One other thing worth mentioning is that the extra compiling cycle can really slow down production, especially when running into so many CSS support issues. A fairly simple application takes on average 5 seconds to compile. Considering also the learning curve associated with any OOP framework, 5 seconds of compile time is definitely not to be taken lightly.

Last thoughts

Flex is a very powerful tool and as such, very dangerous. Whereas in the XHTML/CSS circles, there has been extensive discussions on semantic markup, style separation, and unobtrusive javascript, the Flex community simply doesn't have mature resources to help new developers avoid mingling structure, styles and functionality into untraceable memory-hogging rat's nests.

Monday, March 12, 2007

getElementsByClassName speed optimization

From my experience in coding javascript, I came to realize that as cool as bleeding-edge javascript libraries and full CSS3 and XPath support are, they are fairly slow, particularly when it comes to DOM manipulation.

John Resig recently did a neat benchmark test on different techniques for implementing the getElementsByClassName method (in light of the recent news that Firefox 3 will have its own native implementation). While it gives a good overall idea of what algorithms should be avoided, it would certainly be nicer to just have a copy-and-paste solution that runs the fastest way possible in all major browsers.

Most libraries have pretty good implementations, but I have yet to see one that is truly optimized for speed. Here's my variation, written with the sole goal of being the fastest possible getElementsByClassName() script:

var getElementsByClassName=function(className,parentNode) {
 var results = [];
 //if (document.getElementsByClassName) document.getElementsByClassName(className,parentNode);//this is the code for FF3. Prototype 1.5 doesn't play nice with this code, though.
 if (document.evaluate) {
  var query = document.evaluate(".//*[contains(concat(' ', @class, ' '), ' " + className + " ')]", parentNode || document, null, XPathResult.UNORDERED_NODE_SNAPSHOT_TYPE, null);
  for (var i = 0, length = query.snapshotLength; i < length; i++) results.push(query.snapshotItem(i));
 }
 else {
  var nodes = (parentNode || document).getElementsByTagName("*");
  for (var i = 0, j = 0, length = nodes.length; i < length; i++) {
   var nodes_i=nodes[i];
   if ((" "+nodes_i+" ").indexOf(" "+className+" ") > -1) results[j++] = nodes_i;
  }
 }
 return results;
};

Benchmarking

For my test, I created a page with 200 sibling divs, out of which, half had class names. Each test queried the DOM 30 times, 1 second after page load, to minimize interference from network-related threads.

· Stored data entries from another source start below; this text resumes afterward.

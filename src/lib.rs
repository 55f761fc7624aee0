pub mod config;
pub mod dedup;
pub mod discover;
pub mod extract;
pub mod fetch;
pub mod normalize;
pub mod pipeline;
pub mod record;
pub mod report;
pub mod segment;

pub use config::{ConfigError, SourceConfig};
pub use fetch::{FetchFailure, PageFetcher};
pub use pipeline::{run, RunOutput};
pub use record::{ExtractionFailure, FailureStage, GuestEntry};
//! Read models for browsing persisted data.

use chrono::{DateTime, Utc};
use serde::{Deserialize, Serialize};

/// Filter for listing stored pokemon.
///
/// Both criteria are case-insensitive. An empty filter matches everything.
#[derive(Debug, Clone, Default, PartialEq, Eq, Serialize, Deserialize)]
pub struct PokemonFilter {
    /// Substring the name must contain.
    pub name_contains: Option<String>,
    /// A row matches when any of its types is in this set.
    pub types: Vec<String>,
}

impl PokemonFilter {
    /// Restrict to names containing `needle`.
    #[must_use]
    pub fn with_name(mut self, needle: impl Into<String>) -> Self {
        self.name_contains = Some(needle.into());
        self
    }

    /// Add a type name to the accepted set.
    #[must_use]
    pub fn with_type(mut self, type_name: impl Into<String>) -> Self {
        self.types.push(type_name.into());
        self
    }

    /// Lowercased, trimmed name needle, or `None` when blank.
    pub fn normalized_name(&self) -> Option<String> {
        self.name_contains
            .as_deref()
            .map(str::trim)
            .filter(|s| !s.is_empty())
            .map(str::to_lowercase)
    }

    /// Lowercased, deduplicated type names.
    pub fn normalized_types(&self) -> Vec<String> {
        let mut types: Vec<String> = self
            .types
            .iter()
            .map(|t| t.trim().to_lowercase())
            .filter(|t| !t.is_empty())
            .collect();
        types.sort();
        types.dedup();
        types
    }
}

/// An ability as shown in listings.
#[derive(Debug, Clone, PartialEq, Eq, Serialize, Deserialize)]
pub struct AbilityEntry {
    pub name: String,
    pub is_hidden: bool,
}

/// A stat as shown on a detail view.
#[derive(Debug, Clone, PartialEq, Eq, Serialize, Deserialize)]
pub struct StatEntry {
    pub name: String,
    pub base_value: i64,
    pub effort: i64,
}

/// One row of a pokemon listing.
#[derive(Debug, Clone, PartialEq, Serialize, Deserialize)]
pub struct PokemonSummary {
    pub id: i64,
    pub name: String,
    pub height_cm: i64,
    pub weight_kg: f64,
    pub bmi: Option<f64>,
    pub base_experience: Option<i64>,
    pub sprite_url: Option<String>,
    /// Type names in slot order.
    pub types: Vec<String>,
    /// Abilities in slot order.
    pub abilities: Vec<AbilityEntry>,
}

/// Full view of one stored pokemon.
#[derive(Debug, Clone, PartialEq, Serialize, Deserialize)]
pub struct PokemonDetail {
    pub summary: PokemonSummary,
    /// Stats ordered by stat id.
    pub stats: Vec<StatEntry>,
    pub loaded_at: DateTime<Utc>,
}

/// Row counts of every persisted table.
#[derive(Debug, Clone, Copy, Default, PartialEq, Eq, Serialize, Deserialize)]
pub struct TableCounts {
    pub pokemon: i64,
    pub types: i64,
    pub abilities: i64,
    pub stats: i64,
    pub pokemon_types: i64,
    pub pokemon_abilities: i64,
    pub pokemon_stats: i64,
}
//! Command-line adapter for pokepipe.
//!
//! `main.rs` parses arguments, [`bootstrap`] wires the PokeAPI client and the
//! SQLite repositories into core services, and [`handlers`] turn each
//! subcommand into one service call plus terminal output.

#![deny(unsafe_code)]
#![deny(unused_crate_dependencies)]

// Silence unused dev-dependency warnings
#[cfg(test)]
use serde_json as _;
#[cfg(test)]
use tempfile as _;
#[cfg(test)]
use wiremock as _;

// Used by main.rs
use dotenvy as _;
use tokio as _;
use tracing_subscriber as _;

pub mod bootstrap;
pub mod commands;
pub mod error;
pub mod handlers;
pub mod parser;
pub mod presentation;

// Re-export primary types for convenient access
pub use bootstrap::{CliConfig, CliContext, bootstrap, bootstrap_with};
pub use commands::Commands;
pub use error::CliError;
pub use parser::Cli;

Benchmark results for library equivalents were fairly similar in Firefox (all of them scored somewhere near 190-200ms), but there were large performance differences in Internet Explorer 6. Prototype's implementation was 3 times slower than the script above.

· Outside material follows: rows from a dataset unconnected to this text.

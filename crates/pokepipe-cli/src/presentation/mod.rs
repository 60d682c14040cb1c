//! Terminal output helpers shared by the handlers.

pub mod pokemon_display;
pub mod tables;

pub use pokemon_display::{format_abilities, format_bmi, format_run_summary};
pub use tables::{format_optional, print_separator, truncate_string};
//! Counts command handler.

use anyhow::Result;

use crate::bootstrap::CliContext;
use crate::error::CliError;
use crate::presentation::print_separator;

/// Execute the counts command.
pub async fn execute(ctx: &CliContext) -> Result<()> {
    let counts = ctx.catalog().counts().await.map_err(CliError::from)?;

    println!("{:<18} {:>8}", "Table", "Rows");
    print_separator(27);
    for (table, rows) in [
        ("pokemon", counts.pokemon),
        ("type", counts.types),
        ("ability", counts.abilities),
        ("stat", counts.stats),
        ("pokemon_type", counts.pokemon_types),
        ("pokemon_ability", counts.pokemon_abilities),
        ("pokemon_stat", counts.pokemon_stats),
    ] {
        println!("{table:<18} {rows:>8}");
    }
    Ok(())
}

Compared to CSS selector query engines like Prototype's $$() or JQuery, the script above performed between 10 to 20 times better, depending on the browser being tested. (In other words, $$(".my_class") is a big no-no).

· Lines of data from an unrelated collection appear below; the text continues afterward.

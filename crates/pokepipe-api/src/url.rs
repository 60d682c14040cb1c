//! URL construction helpers for the PokeAPI.
//!
//! Pure functions, so every request URL is built the same way.

use crate::error::{ApiError, ApiResult};
use crate::models::ApiConfig;
use url::Url;

/// Resource path for pokemon listings and details.
const POKEMON_RESOURCE: &str = "pokemon";

/// Append path segments to the base URL.
fn endpoint(base: &Url, segments: &[&str]) -> ApiResult<Url> {
    let mut url = base.clone();
    url.path_segments_mut()
        .map_err(|()| ApiError::InvalidUrl(url::ParseError::RelativeUrlWithCannotBeABaseBase))?
        .pop_if_empty()
        .extend(segments);
    Ok(url)
}

/// Build the listing URL: `{base}/pokemon?limit=..&offset=..`.
pub fn build_listing_url(config: &ApiConfig, limit: u32, offset: u32) -> ApiResult<Url> {
    let mut url = endpoint(&config.base_url, &[POKEMON_RESOURCE])?;
    url.query_pairs_mut()
        .append_pair("limit", &limit.to_string())
        .append_pair("offset", &offset.to_string());
    Ok(url)
}

/// Build the detail URL for a target.
///
/// Absolute `http(s)` targets are used as given; anything else is treated as a
/// name or id under `{base}/pokemon/`.
pub fn build_detail_url(config: &ApiConfig, target: &str) -> ApiResult<Url> {
    if target.starts_with("http") {
        return Ok(Url::parse(target)?);
    }
    endpoint(&config.base_url, &[POKEMON_RESOURCE, target.trim_matches('/')])
}

#[cfg(test)]
mod tests {
    use super::*;
    use crate::config::PokeApiConfig;

    fn config(base: &str) -> ApiConfig {
        ApiConfig::from_public(&PokeApiConfig::new().with_base_url(base)).unwrap()
    }

    #[test]
    fn test_listing_url() {
        let url = build_listing_url(&config("https://pokeapi.co/api/v2"), 20, 40).unwrap();
        assert_eq!(
            url.as_str(),
            "https://pokeapi.co/api/v2/pokemon?limit=20&offset=40"
        );
    }

    #[test]
    fn test_detail_url_by_name() {
        let url = build_detail_url(&config("https://pokeapi.co/api/v2"), "bulbasaur").unwrap();
        assert_eq!(url.as_str(), "https://pokeapi.co/api/v2/pokemon/bulbasaur");
    }

    #[test]
    fn test_detail_url_by_id() {
        let url = build_detail_url(&config("http://127.0.0.1:9000/api/v2"), "25").unwrap();
        assert_eq!(url.as_str(), "http://127.0.0.1:9000/api/v2/pokemon/25");
    }

    #[test]
    fn test_detail_url_absolute_target_is_kept() {
        let target = "https://pokeapi.co/api/v2/pokemon/2/";
        let url = build_detail_url(&config("http://localhost"), target).unwrap();
        assert_eq!(url.as_str(), target);
    }

    #[test]
    fn test_detail_url_escapes_segment() {
        let url = build_detail_url(&config("https://pokeapi.co/api/v2"), "mr mime").unwrap();
        assert_eq!(url.as_str(), "https://pokeapi.co/api/v2/pokemon/mr%20mime");
    }
}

The limitations of the script

  • It only takes spaces as class separators. No tabs or line feeds. This is the main reason why the script is faster in browsers that don't support document.evaluate
  • It assumes a browser, and doesn't check whether the "document" global exists. Rhino would always need to specify the root element anyways.

What makes it fast

  • No expensive regular expressions
  • document.evaluate delegates all the expensive DOM parsing to the underlying, compiled-code engine, where available.
  • Using variables instead of object members cuts down a lot of overhead. A lot of people don't believe me when I say this stuff is important until they actually see the numbers. Just today I got the javascript execution time of an e-commerce site down from 970ms to 180ms simply by fixing a few for loops.

Last thoughts

I personally don't see why anyone would want to separate class names with a tab. Line feeds are even worse since they break the indentation flow and make HTML virtually impossible to read. Sure it's part of the specs, but I'd much rather use a fast and sensible subset.